In 2011, eleven years after the post-Daubert changes to Federal Rules of Evidence 702, the North Carolina General Assembly added language to North Carolina’s Rule 702(a) that was nearly identical to the federal rule. In 2016, the N.C. Supreme Court held for the first time in State v. McGrady that North Carolina’s Rule 702(a) “incorporates the standard from the Daubert line of cases” and that “North Carolina is now a Daubert state.”[9]
Once again, North Carolina is lagging behind federal changes to Rule 702. However, the Advisory Committee’s Note clearly states that the federal changes are meant to clarify how Rule 702 should have been applied all along. Therefore, even if North Carolina is slow to codify similar changes to Rule 702, the Advisory Committee’s Note and Report is instructive to state courts’ application of a preponderance standard to each reliability element of N.C. Rules of Evidence 702. [10] Litigators should keep this in mind for motions to exclude opposing experts filed after December 1, 2023.

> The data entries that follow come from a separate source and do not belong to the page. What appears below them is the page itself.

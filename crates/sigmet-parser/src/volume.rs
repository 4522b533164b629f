//! An open SIGMET raw volume.

use std::collections::BTreeMap;
use std::fs::File;
use std::io::{BufReader, Cursor, Read, Seek};
use std::path::Path;

use bytes::Bytes;
use chrono::{DateTime, Utc};
use tracing::{info, warn};

use crate::assembler::{assemble_all, SweepGroups};
use crate::calibration::CalibrationContext;
use crate::config::ReaderConfig;
use crate::cursor::RecordCursor;
use crate::error::{SigmetError, SigmetResult};
use crate::header::ProductHeader;
use crate::ray::{DataType, Ray};
use crate::ray_builder::{RayBuilder, SweepInfo};
use crate::section::{decode_samples, Section, SectionData, SectionRange, SectionReader};

/// A scanned volume. Sample values are decoded from the source on demand.
#[derive(Debug)]
pub struct SigmetVolume<R> {
    cursor: RecordCursor<R>,
    config: ReaderConfig,
    header: ProductHeader,
    calibration: CalibrationContext,
    groups: BTreeMap<DataType, SweepGroups>,
    sweeps: Vec<SweepInfo>,
    first_ray: Option<Ray>,
    last_ray: Option<Ray>,
}

impl SigmetVolume<BufReader<File>> {
    /// Open and scan a file with the default configuration.
    pub fn open(path: impl AsRef<Path>) -> SigmetResult<Self> {
        Self::open_with_config(path, ReaderConfig::default())
    }

    pub fn open_with_config(path: impl AsRef<Path>, config: ReaderConfig) -> SigmetResult<Self> {
        let file = File::open(path.as_ref())?;
        Self::from_reader(BufReader::new(file), config)
    }
}

impl SigmetVolume<Cursor<Bytes>> {
    /// Scan a volume held in memory.
    pub fn from_bytes(data: Bytes, config: ReaderConfig) -> SigmetResult<Self> {
        Self::from_reader(Cursor::new(data), config)
    }
}

impl<R: Read + Seek> SigmetVolume<R> {
    /// Read the headers and scan every ray of a volume.
    pub fn from_reader(reader: R, config: ReaderConfig) -> SigmetResult<Self> {
        config.validate().map_err(SigmetError::Config)?;

        let mut cursor = RecordCursor::new(reader)?;
        if let Some(max) = config.max_bytes() {
            if cursor.len() > max {
                return Err(SigmetError::Config(format!(
                    "file has {} records, limit is {}",
                    cursor.record_count(),
                    config.max_records.unwrap_or_default()
                )));
            }
        }

        let header = ProductHeader::read(&mut cursor, config.verify_format)?;
        let calibration = header.calibration()?;
        let scan = RayBuilder::new(&mut cursor, &header).scan()?;
        let groups = assemble_all(scan.rays);

        for (data_type, sweep_groups) in &groups {
            if sweep_groups.len() != header.number_sweeps.max(0) as usize {
                warn!(
                    data_type = %data_type,
                    groups = sweep_groups.len(),
                    expected = header.number_sweeps,
                    "Sweep count differs from header"
                );
            }
        }

        info!(
            station = %header.station_name,
            sweeps = scan.sweeps.len(),
            data_types = groups.len(),
            rays = groups.values().map(SweepGroups::ray_count).sum::<usize>(),
            "Scanned SIGMET volume"
        );

        Ok(Self {
            cursor,
            config,
            header,
            calibration,
            groups,
            sweeps: scan.sweeps,
            first_ray: scan.first_ray,
            last_ray: scan.last_ray,
        })
    }

    pub fn header(&self) -> &ProductHeader {
        &self.header
    }

    pub fn calibration(&self) -> &CalibrationContext {
        &self.calibration
    }

    pub fn config(&self) -> &ReaderConfig {
        &self.config
    }

    /// Data types present in the file.
    pub fn data_types(&self) -> Vec<DataType> {
        self.groups.keys().copied().collect()
    }

    /// Sorted sweep groups of one data type.
    pub fn sweep_groups(&self, data_type: DataType) -> Option<&SweepGroups> {
        self.groups.get(&data_type)
    }

    /// Per-sweep information in file order.
    pub fn sweeps(&self) -> &[SweepInfo] {
        &self.sweeps
    }

    pub fn sweep_info(&self, sweep: i16) -> Option<&SweepInfo> {
        self.sweeps.iter().find(|s| s.sweep == sweep)
    }

    pub fn first_ray(&self) -> Option<&Ray> {
        self.first_ray.as_ref()
    }

    pub fn last_ray(&self) -> Option<&Ray> {
        self.last_ray.as_ref()
    }

    /// Start of the first sweep.
    pub fn time_coverage_start(&self) -> Option<DateTime<Utc>> {
        self.sweeps.first().and_then(|s| s.start_time)
    }

    /// Start of the last sweep plus the time offset of the last ray.
    pub fn time_coverage_end(&self) -> Option<DateTime<Utc>> {
        let sweep = self.sweeps.last()?;
        match self.last_ray {
            Some(ray) => sweep.ray_time(&ray),
            None => sweep.start_time,
        }
    }

    /// Decode a section of one data type.
    ///
    /// A data type absent from the file yields a section filled with the
    /// absent value.
    pub fn read_section(
        &mut self,
        data_type: DataType,
        sweeps: SectionRange,
        radials: SectionRange,
        gates: SectionRange,
    ) -> SigmetResult<SectionData> {
        let section = Section {
            sweeps,
            radials,
            gates,
        };
        let empty = SweepGroups::default();
        let groups = self.groups.get(&data_type).unwrap_or(&empty);
        SectionReader::new(
            &mut self.cursor,
            groups,
            &self.calibration,
            self.config.absent_value,
        )
        .read(&section)
    }

    /// Raw sample bytes of one ray.
    pub fn raw_samples(&mut self, ray: &Ray) -> SigmetResult<Vec<u8>> {
        decode_samples(&mut self.cursor, ray)
    }

    /// Calibrated values of every gate of one ray.
    pub fn ray_values(&mut self, ray: &Ray) -> SigmetResult<Vec<f32>> {
        if ray.is_sentinel() {
            return Ok(vec![self.config.absent_value; ray.bins]);
        }
        let samples = self.raw_samples(ray)?;
        Ok(samples
            .into_iter()
            .map(|raw| self.calibration.calibrate(ray.data_type, raw))
            .collect())
    }

    /// Give back the underlying source.
    pub fn into_inner(self) -> R {
        self.cursor.into_inner()
    }
}
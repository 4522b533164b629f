//! Forward scan of the data records.
//!
//! [`RayBuilder`] walks every record after the two header records once,
//! building a [`Ray`] descriptor for each radial without keeping any
//! samples. The scan is a state machine: whenever a record boundary is
//! reached the block header of the next record is consumed and the
//! interrupted stage picks up where it stopped.

use std::collections::BTreeMap;
use std::io::{Read, Seek};

use chrono::{DateTime, Utc};
use serde::{Deserialize, Serialize};
use tracing::{debug, warn};

use crate::angle::{angle16, azimuth_midpoint, elevation, gate_step};
use crate::cursor::{BlockHeader, RecordCursor, RECORD_SIZE};
use crate::error::{SigmetError, SigmetResult};
use crate::header::{IngestDataHeader, ProductHeader, INGEST_DATA_HEADER_SIZE};
use crate::ray::{even_bins, DataType, Ray, RayLocation};
use crate::rle::{DecodeStatus, RunLengthDecoder, SkipSink, END_OF_RAY};

/// First byte of the data records.
pub const DATA_START: u64 = 2 * RECORD_SIZE;

/// Words in the header at the start of each compressed ray.
const RAY_HEADER_WORDS: usize = 6;

/// Summary of one sweep taken from its ingest data headers.
#[derive(Debug, Clone, PartialEq, Serialize, Deserialize)]
pub struct SweepInfo {
    /// 1-based sweep number
    pub sweep: i16,
    /// Seconds since midnight at sweep start
    pub base_time: i32,
    pub year: i16,
    pub month: i16,
    pub day: i16,
    pub start_time: Option<DateTime<Utc>>,
    /// Fixed angle of the sweep (degrees)
    pub fixed_angle: f32,
    pub bin_length: i16,
    /// Nominal rays per data type
    pub rays_in_sweep: i16,
    /// Ray slots over all data types
    pub ray_slots: usize,
    pub data_types: Vec<DataType>,
    /// Gates of the last ray decoded in the sweep
    pub gates: usize,
    /// Rays emitted, sentinels included
    pub rays_emitted: usize,
}

impl SweepInfo {
    fn from_headers(sweep: i16, headers: &[IngestDataHeader]) -> SigmetResult<Self> {
        let first = headers
            .first()
            .ok_or_else(|| SigmetError::invalid_header("sweep without ingest data headers"))?;
        let data_types = headers
            .iter()
            .map(IngestDataHeader::data_type)
            .collect::<SigmetResult<Vec<_>>>()?;
        let ray_slots = headers
            .iter()
            .map(|h| h.actual_rays.max(0) as usize)
            .sum();

        Ok(Self {
            sweep,
            base_time: first.base_time,
            year: first.year,
            month: first.month,
            day: first.day,
            start_time: first.start_time(),
            fixed_angle: angle16(first.sweep_angle),
            bin_length: first.bin_length,
            rays_in_sweep: first.rays_in_sweep,
            ray_slots,
            data_types,
            gates: 0,
            rays_emitted: 0,
        })
    }

    /// Data type of ray slot `slot`; slots cycle through the data types.
    pub fn data_type_for_slot(&self, slot: usize) -> SigmetResult<DataType> {
        let index = if self.data_types.len() > 1 {
            slot % self.data_types.len()
        } else {
            0
        };
        self.data_types
            .get(index)
            .copied()
            .ok_or_else(|| SigmetError::invalid_header("sweep has no data types"))
    }

    /// Timestamp of a ray of this sweep.
    pub fn ray_time(&self, ray: &Ray) -> Option<DateTime<Utc>> {
        if ray.is_sentinel() {
            return None;
        }
        crate::header::sweep_time(
            self.year,
            self.month,
            self.day,
            self.base_time + ray.time as i32,
        )
    }
}

/// Everything the scan produces.
#[derive(Debug, Clone, Default)]
pub struct ScanOutput {
    /// Rays per data type in scan order
    pub rays: BTreeMap<DataType, Vec<Ray>>,
    /// First non-sentinel ray in the file
    pub first_ray: Option<Ray>,
    /// Last non-sentinel ray in the file
    pub last_ray: Option<Ray>,
    pub sweeps: Vec<SweepInfo>,
}

impl ScanOutput {
    pub fn ray_count(&self) -> usize {
        self.rays.values().map(Vec::len).sum()
    }
}

#[derive(Debug, Clone, Copy, PartialEq, Eq)]
enum Stage {
    BlockHeader,
    IngestHeaders,
    CompressionPrefix,
    RayHeader,
    InlineData,
    Radial,
    RayTerminator,
    EmitRay,
    Finished,
}

/// State of the ray being scanned that must survive a record boundary.
#[derive(Debug, Clone, Default)]
struct PendingRay {
    /// begin az, begin elev, end az, end elev, bins, time
    fields: [i16; RAY_HEADER_WORDS],
    header_pos: usize,
    inline_bytes: usize,
    offset: Option<u64>,
    offset1: u64,
    decoder: Option<RunLengthDecoder>,
    ended_early: bool,
}

impl PendingRay {
    fn new(inline_bytes: usize) -> Self {
        Self {
            inline_bytes,
            ..Self::default()
        }
    }

    fn bins(&self) -> usize {
        even_bins(self.fields[4])
    }
}

/// Scans the data records of a volume.
pub struct RayBuilder<'a, R> {
    cursor: &'a mut RecordCursor<R>,
    header: &'a ProductHeader,
    stage: Stage,
    resume: Stage,
    block: BlockHeader,
    sweep: Option<SweepInfo>,
    slot: usize,
    ray: PendingRay,
    output: ScanOutput,
}

impl<'a, R: Read + Seek> RayBuilder<'a, R> {
    pub fn new(cursor: &'a mut RecordCursor<R>, header: &'a ProductHeader) -> Self {
        Self {
            cursor,
            header,
            stage: Stage::BlockHeader,
            resume: Stage::IngestHeaders,
            block: BlockHeader::default(),
            sweep: None,
            slot: 0,
            ray: PendingRay::default(),
            output: ScanOutput::default(),
        }
    }

    /// Run the scan to completion.
    pub fn scan(mut self) -> SigmetResult<ScanOutput> {
        if self.header.number_sweeps == 0 {
            warn!("Volume header declares no sweeps");
            return Ok(self.output);
        }

        self.cursor.seek(DATA_START)?;
        loop {
            self.stage = match self.stage {
                Stage::BlockHeader => self.read_block_header()?,
                Stage::IngestHeaders => self.read_ingest_headers()?,
                Stage::CompressionPrefix => self.read_compression_prefix()?,
                Stage::RayHeader => self.read_ray_header()?,
                Stage::InlineData => self.read_inline_data()?,
                Stage::Radial => self.decode_radial()?,
                Stage::RayTerminator => self.read_ray_terminator()?,
                Stage::EmitRay => self.emit_ray()?,
                Stage::Finished => break,
            };
        }

        if let Some(sweep) = self.sweep.take() {
            self.output.sweeps.push(sweep);
        }
        debug!(
            sweeps = self.output.sweeps.len(),
            rays = self.output.ray_count(),
            "Scan complete"
        );
        Ok(self.output)
    }

    /// Suspend `stage` until the next block header has been read.
    fn interrupt(&mut self, stage: Stage) -> Stage {
        self.resume = stage;
        Stage::BlockHeader
    }

    fn read_block_header(&mut self) -> SigmetResult<Stage> {
        if self.cursor.is_eof() {
            return self.end_of_file();
        }

        self.block = self.cursor.read_block_header()?;
        Ok(self.resume)
    }

    /// End of file on a record boundary. Only fatal inside a ray.
    fn end_of_file(&mut self) -> SigmetResult<Stage> {
        let offset = self.cursor.position();
        match self.resume {
            Stage::RayHeader => {
                let remaining = (RAY_HEADER_WORDS - self.ray.header_pos) * 2;
                Err(SigmetError::truncated(offset, remaining))
            }
            Stage::InlineData | Stage::Radial => Err(match self.ray.decoder.as_ref() {
                Some(decoder) => decoder.truncated(offset),
                None => SigmetError::TruncatedRay {
                    offset,
                    produced: 0,
                    bins: self.ray.bins(),
                },
            }),
            Stage::RayTerminator => {
                warn!(offset, "End of file in place of ray terminator");
                Ok(Stage::EmitRay)
            }
            _ => {
                let sweeps = self.output.sweeps.len() + usize::from(self.sweep.is_some());
                if self.resume != Stage::IngestHeaders
                    || sweeps < self.header.number_sweeps as usize
                {
                    warn!(
                        offset,
                        sweeps,
                        expected = self.header.number_sweeps,
                        "End of file before the last sweep was complete"
                    );
                }
                Ok(Stage::Finished)
            }
        }
    }

    fn read_ingest_headers(&mut self) -> SigmetResult<Stage> {
        let nparams = self.header.nparams;
        if self.cursor.crosses_boundary(nparams * INGEST_DATA_HEADER_SIZE) {
            return Err(SigmetError::truncated(
                self.cursor.position(),
                nparams * INGEST_DATA_HEADER_SIZE,
            ));
        }

        let mut headers = Vec::with_capacity(nparams);
        for _ in 0..nparams {
            headers.push(IngestDataHeader::read(self.cursor)?);
        }
        let info = SweepInfo::from_headers(self.block.sweep, &headers)?;
        debug!(
            sweep = info.sweep,
            slots = info.ray_slots,
            data_types = ?info.data_types,
            offset = self.cursor.position(),
            "Sweep start"
        );

        if let Some(previous) = self.sweep.replace(info) {
            self.output.sweeps.push(previous);
        }
        self.slot = 0;

        if self.sweep.as_ref().map_or(0, |s| s.ray_slots) == 0 {
            return self.finish_sweep();
        }
        Ok(Stage::CompressionPrefix)
    }

    fn read_compression_prefix(&mut self) -> SigmetResult<Stage> {
        if self.cursor.at_record_boundary() {
            return Ok(self.interrupt(Stage::CompressionPrefix));
        }

        let offset = self.cursor.position();
        let control = self.cursor.read_i16()?;
        if control == END_OF_RAY {
            // Empty slot
            return self.next_slot();
        }

        let words = (control as u16 & 0x7fff) as usize;
        if words < RAY_HEADER_WORDS {
            return Err(SigmetError::InvalidRayPrefix { offset, words });
        }
        self.ray = PendingRay::new((words - RAY_HEADER_WORDS) * 2);
        Ok(Stage::RayHeader)
    }

    fn read_ray_header(&mut self) -> SigmetResult<Stage> {
        while self.ray.header_pos < RAY_HEADER_WORDS {
            if self.cursor.at_record_boundary() {
                return Ok(self.interrupt(Stage::RayHeader));
            }
            self.ray.fields[self.ray.header_pos] = self.cursor.read_i16()?;
            self.ray.header_pos += 1;
        }
        Ok(Stage::InlineData)
    }

    fn read_inline_data(&mut self) -> SigmetResult<Stage> {
        if self.ray.offset.is_none() {
            if self.cursor.at_record_boundary() {
                return Ok(self.interrupt(Stage::InlineData));
            }
            self.ray.offset = Some(self.cursor.position());
            self.ray.decoder = Some(RunLengthDecoder::with_pending_literal(
                self.ray.bins(),
                self.ray.inline_bytes,
            ));
        }

        let Some(decoder) = self.ray.decoder.as_mut() else {
            return Ok(Stage::Radial);
        };
        if !decoder.drain_literal(self.cursor, &mut SkipSink)? {
            return Ok(self.interrupt(Stage::InlineData));
        }
        if self.cursor.at_record_boundary() {
            return Ok(self.interrupt(Stage::InlineData));
        }
        self.ray.offset1 = self.cursor.position();
        Ok(Stage::Radial)
    }

    fn decode_radial(&mut self) -> SigmetResult<Stage> {
        let bins = self.ray.bins();
        let decoder = self
            .ray
            .decoder
            .get_or_insert_with(|| RunLengthDecoder::new(bins));
        match decoder.resume(self.cursor, &mut SkipSink)? {
            DecodeStatus::Complete => Ok(Stage::RayTerminator),
            DecodeStatus::EndOfRay => {
                self.ray.ended_early = true;
                Ok(Stage::EmitRay)
            }
            DecodeStatus::RecordBoundary => Ok(self.interrupt(Stage::Radial)),
        }
    }

    fn read_ray_terminator(&mut self) -> SigmetResult<Stage> {
        if self.cursor.is_eof() {
            warn!(
                offset = self.cursor.position(),
                "End of file in place of ray terminator"
            );
            return Ok(Stage::EmitRay);
        }
        if self.cursor.at_record_boundary() {
            return Ok(self.interrupt(Stage::RayTerminator));
        }

        let offset = self.cursor.position();
        let word = self.cursor.read_i16()?;
        if word != END_OF_RAY {
            warn!(offset, word, "Unexpected word after complete ray");
        }
        Ok(Stage::EmitRay)
    }

    fn emit_ray(&mut self) -> SigmetResult<Stage> {
        let info = self
            .sweep
            .as_mut()
            .ok_or_else(|| SigmetError::invalid_header("ray data before sweep headers"))?;
        let data_type = info.data_type_for_slot(self.slot)?;
        let bins = self.ray.bins();
        let sweep = self.block.sweep;

        let ray = if self.ray.ended_early {
            Ray::sentinel(bins, sweep, data_type)
        } else {
            let fields = self.ray.fields;
            let range_first = self.header.range_first_m();
            let range_last = self.header.range_last_m();
            let gate_bins = i16::try_from(bins).unwrap_or(i16::MAX);
            Ray {
                range: range_first,
                step: gate_step(range_first, range_last, gate_bins),
                azimuth: azimuth_midpoint(fields[0], fields[2]),
                elevation: elevation(fields[3]),
                bins,
                time: fields[5],
                data_type,
                sweep,
                location: Some(RayLocation {
                    offset: self.ray.offset.unwrap_or(self.ray.offset1),
                    data_read: self.ray.inline_bytes,
                    offset1: self.ray.offset1,
                }),
            }
        };

        info.rays_emitted += 1;
        if !ray.is_sentinel() {
            info.gates = bins;
            if self.output.first_ray.is_none() {
                self.output.first_ray = Some(ray);
            }
            self.output.last_ray = Some(ray);
        }
        self.output.rays.entry(data_type).or_default().push(ray);

        self.next_slot()
    }

    fn next_slot(&mut self) -> SigmetResult<Stage> {
        self.slot += 1;
        let slots = self.sweep.as_ref().map_or(0, |s| s.ray_slots);
        if self.slot < slots {
            return Ok(Stage::CompressionPrefix);
        }
        self.finish_sweep()
    }

    /// The current sweep has no more ray slots. Stop after the last sweep,
    /// otherwise continue with the next record.
    fn finish_sweep(&mut self) -> SigmetResult<Stage> {
        if let Some(info) = self.sweep.as_ref() {
            debug!(
                sweep = info.sweep,
                rays = info.rays_emitted,
                offset = self.cursor.position(),
                "Sweep complete"
            );
        }

        if self.block.sweep >= self.header.number_sweeps {
            return Ok(Stage::Finished);
        }
        let next = self.cursor.next_record_start();
        self.cursor.seek(next)?;
        Ok(self.interrupt(Stage::IngestHeaders))
    }
}
//! Rejection of malformed and foreign files.

mod common;

use std::io::Cursor;

use bytes::Bytes;
use sigmet_parser::{
    is_sigmet, ReaderConfig, RecordCursor, SigmetError, SigmetVolume, RECORD_SIZE,
};
use test_utils::{SigmetFileBuilder, TestRay, TestSweep, REFLECTIVITY};

fn open(data: Vec<u8>) -> Result<SigmetVolume<Cursor<Bytes>>, SigmetError> {
    SigmetVolume::from_bytes(Bytes::from(data), ReaderConfig::default())
}

fn long_ray_volume() -> Vec<u8> {
    SigmetFileBuilder::new()
        .with_sweep(
            TestSweep::new(0, 0.5).ray(TestRay::new(0.0, 1.0, 0.5, 0).literal(&[9u8; 6000])),
        )
        .build()
}

#[test]
fn test_format_mismatch() {
    let data = SigmetFileBuilder::new()
        .with_format_id(27)
        .with_sweep(TestSweep::new(0, 0.5).ray(TestRay::new(0.0, 1.0, 0.5, 0).zeros(5)))
        .build();

    let mut cursor = RecordCursor::new(Cursor::new(data.clone())).unwrap();
    assert!(!is_sigmet(&mut cursor).unwrap());

    match open(data.clone()) {
        Err(SigmetError::FormatMismatch { found }) => assert_eq!(found, 27),
        other => panic!("expected format mismatch, got {other:?}"),
    }

    // Without verification the volume still decodes
    let config = ReaderConfig {
        verify_format: false,
        ..ReaderConfig::default()
    };
    let volume = SigmetVolume::from_bytes(Bytes::from(data), config).unwrap();
    assert_eq!(volume.sweeps().len(), 1);
}

#[test]
fn test_is_sigmet_on_short_input() {
    let mut cursor = RecordCursor::new(Cursor::new(vec![0u8; 10])).unwrap();
    assert!(!is_sigmet(&mut cursor).unwrap());

    let mut cursor = RecordCursor::new(Cursor::new(common::three_sweep_volume())).unwrap();
    assert!(is_sigmet(&mut cursor).unwrap());
}

#[test]
fn test_unknown_data_type() {
    let data = SigmetFileBuilder::new()
        .with_data_types(&[9])
        .with_sweep(TestSweep::new(0, 0.5).ray(TestRay::new(0.0, 1.0, 0.5, 0).zeros(5)))
        .build();
    assert!(matches!(open(data), Err(SigmetError::UnknownDataType(9))));
}

#[test]
fn test_empty_data_mask() {
    let data = SigmetFileBuilder::new()
        .with_data_types(&[])
        .with_number_sweeps(1)
        .build();
    assert!(matches!(open(data), Err(SigmetError::InvalidHeader(_))));
}

#[test]
fn test_invalid_multiprf() {
    let data = SigmetFileBuilder::new()
        .with_multiprf(5)
        .with_sweep(TestSweep::new(0, 0.5).ray(TestRay::new(0.0, 1.0, 0.5, 0).zeros(5)))
        .build();
    assert!(matches!(open(data), Err(SigmetError::InvalidHeader(_))));
}

#[test]
fn test_truncated_ray() {
    let mut data = long_ray_volume();
    data.truncate(2 * RECORD_SIZE as usize + 1000);
    match open(data) {
        Err(SigmetError::TruncatedRay { produced, bins, .. }) => {
            assert_eq!(bins, 6000);
            assert!(produced > 0 && produced < 6000);
        }
        other => panic!("expected truncated ray, got {other:?}"),
    }
}

#[test]
fn test_literal_run_cut_at_record_boundary() {
    let mut data = SigmetFileBuilder::new()
        .with_sweep(
            TestSweep::new(0, 0.5).ray(TestRay::new(0.0, 1.0, 0.5, 0).literal(&[9u8; 8000])),
        )
        .build();
    assert!(data.len() > 3 * RECORD_SIZE as usize);
    data.truncate(3 * RECORD_SIZE as usize);

    // block header, ingest header, prefix, ray header and the literal control word
    let first_sample = 12 + 76 + 2 + 12 + 2;
    match open(data) {
        Err(SigmetError::TruncatedRay {
            offset,
            produced,
            bins,
        }) => {
            assert_eq!(offset, 3 * RECORD_SIZE);
            assert_eq!(bins, 8000);
            assert_eq!(produced, RECORD_SIZE as usize - first_sample);
        }
        other => panic!("expected truncated ray, got {other:?}"),
    }
}

#[test]
fn test_inline_data_cut_at_record_boundary() {
    let mut data = SigmetFileBuilder::new()
        .with_sweep(
            TestSweep::new(0, 0.5).ray(TestRay::new(0.0, 1.0, 0.5, 0).inline(&[9u8; 8000])),
        )
        .build();
    data.truncate(3 * RECORD_SIZE as usize);

    // block header, ingest header, prefix and ray header
    let first_sample = 12 + 76 + 2 + 12;
    match open(data) {
        Err(SigmetError::TruncatedRay { produced, bins, .. }) => {
            assert_eq!(bins, 8000);
            assert_eq!(produced, RECORD_SIZE as usize - first_sample);
        }
        other => panic!("expected truncated ray, got {other:?}"),
    }
}

#[test]
fn test_truncated_record() {
    let mut data = long_ray_volume();
    // cut inside the first ingest data header
    data.truncate(2 * RECORD_SIZE as usize + 50);
    assert!(matches!(
        open(data),
        Err(SigmetError::TruncatedRecord { .. })
    ));
}

#[test]
fn test_truncated_ray_header() {
    let mut data = SigmetFileBuilder::new()
        .with_sweep(TestSweep::new(0, 0.5).ray(TestRay::new(0.0, 1.0, 0.5, 0).zeros(5)))
        .build();
    // block header + one ingest header + prefix word + 3 bytes of ray header
    data.truncate(2 * RECORD_SIZE as usize + 12 + 76 + 2 + 3);
    assert!(matches!(
        open(data),
        Err(SigmetError::TruncatedRecord { .. })
    ));
}

#[test]
fn test_invalid_ray_prefix() {
    let mut data = SigmetFileBuilder::new()
        .with_sweep(TestSweep::new(0, 0.5).ray(TestRay::new(0.0, 1.0, 0.5, 0).zeros(5)))
        .build();
    // prefix claims 3 words, too short for the ray header
    let prefix = 2 * RECORD_SIZE as usize + 12 + 76;
    data[prefix..prefix + 2].copy_from_slice(&(0x8003u16 as i16).to_le_bytes());
    assert!(matches!(
        open(data),
        Err(SigmetError::InvalidRayPrefix { words: 3, .. })
    ));
}

#[test]
fn test_missing_sweeps_stop_at_end_of_file() {
    // Header declares three sweeps but the file holds one
    let data = SigmetFileBuilder::new()
        .with_data_types(&[REFLECTIVITY])
        .with_number_sweeps(3)
        .with_sweep(
            TestSweep::new(0, 0.5).ray(TestRay::new(0.0, 1.0, 0.5, 0).literal(&[70; 10])),
        )
        .build();
    let volume = open(data).unwrap();
    assert_eq!(volume.sweeps().len(), 1);
    assert_eq!(
        volume
            .sweep_groups(sigmet_parser::DataType::Reflectivity)
            .unwrap()
            .len(),
        1
    );
}

#[test]
fn test_record_limit() {
    let config = ReaderConfig {
        max_records: Some(3),
        ..ReaderConfig::default()
    };
    let result = SigmetVolume::from_bytes(Bytes::from(common::three_sweep_volume()), config);
    assert!(matches!(result, Err(SigmetError::Config(_))));
}

#[test]
fn test_invalid_config() {
    let config = ReaderConfig {
        absent_value: f32::NEG_INFINITY,
        ..ReaderConfig::default()
    };
    let result = SigmetVolume::from_bytes(Bytes::from(common::three_sweep_volume()), config);
    assert!(matches!(result, Err(SigmetError::Config(_))));
}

[1] United States Courts, Report of the Judicial Conference Committee on Rules of Practice and Procedure – September 22 at Rules Appendix E-19, available at, https://www.uscourts.gov/sites/default/files/sept_2022_jcus_rules_report_final_for_website.pdf. (hereafter “Report”)
[2] FED. R. EVID. 702 advisory committee’s notes on 2000 amendments.
[3] Report at p. 23.
[4] Report at Rules Appendix E-20.
[5] Id.
[6] Report at Rules Appendix E-19. (citing General Electric Co., v. Joiner, 522 U.S. 136 (1997)).
[7] Report at Rules Appendix E-13, E-20.
[8] Supreme Court Order frev23_5468 (April 24, 2023), available at, https://www.supremecourt.gov/orders/courtorders/frev23_5468.pdf
[9] State v. McGrady, 368 N.C. 880, 888, 787 S.E.2d 1, 8 (2016).
[10] See id. at 892-93, 787 S.E.2d at 10-11.